_EXERCISE DIRECTIONS_
Would you please copy each line of the listing that mentions "failed"?

_PROVIDED MATERIAL_
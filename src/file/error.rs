use std::io;
use thiserror::Error;

#[derive(Debug, Error)]
pub enum FileError {
    #[error("IO error: {0}")]
    Io(#[from] io::Error),

    #[error("File not found: {0}")]
    FileNotFound(String),

    #[error("{0} failed: another operation is already in progress")]
    OperationInProgress(&'static str),

    #[error("{0} failed: encountered end of file unexpectedly")]
    UnexpectedEof(&'static str),

    #[error("File handle is closed")]
    Closed,

    #[error("Invalid reference: {0:?}")]
    InvalidRef(String),

    #[error("Reference {value} does not fit in {width} bytes")]
    RefOverflow { value: i64, width: usize },
}

pub type FileResult<T> = Result<T, FileError>;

_OUTPUT FOR THIS EXERCISE_
    #[error("{0} failed: another operation is already in progress")]
    #[error("{0} failed: encountered end of file unexpectedly")]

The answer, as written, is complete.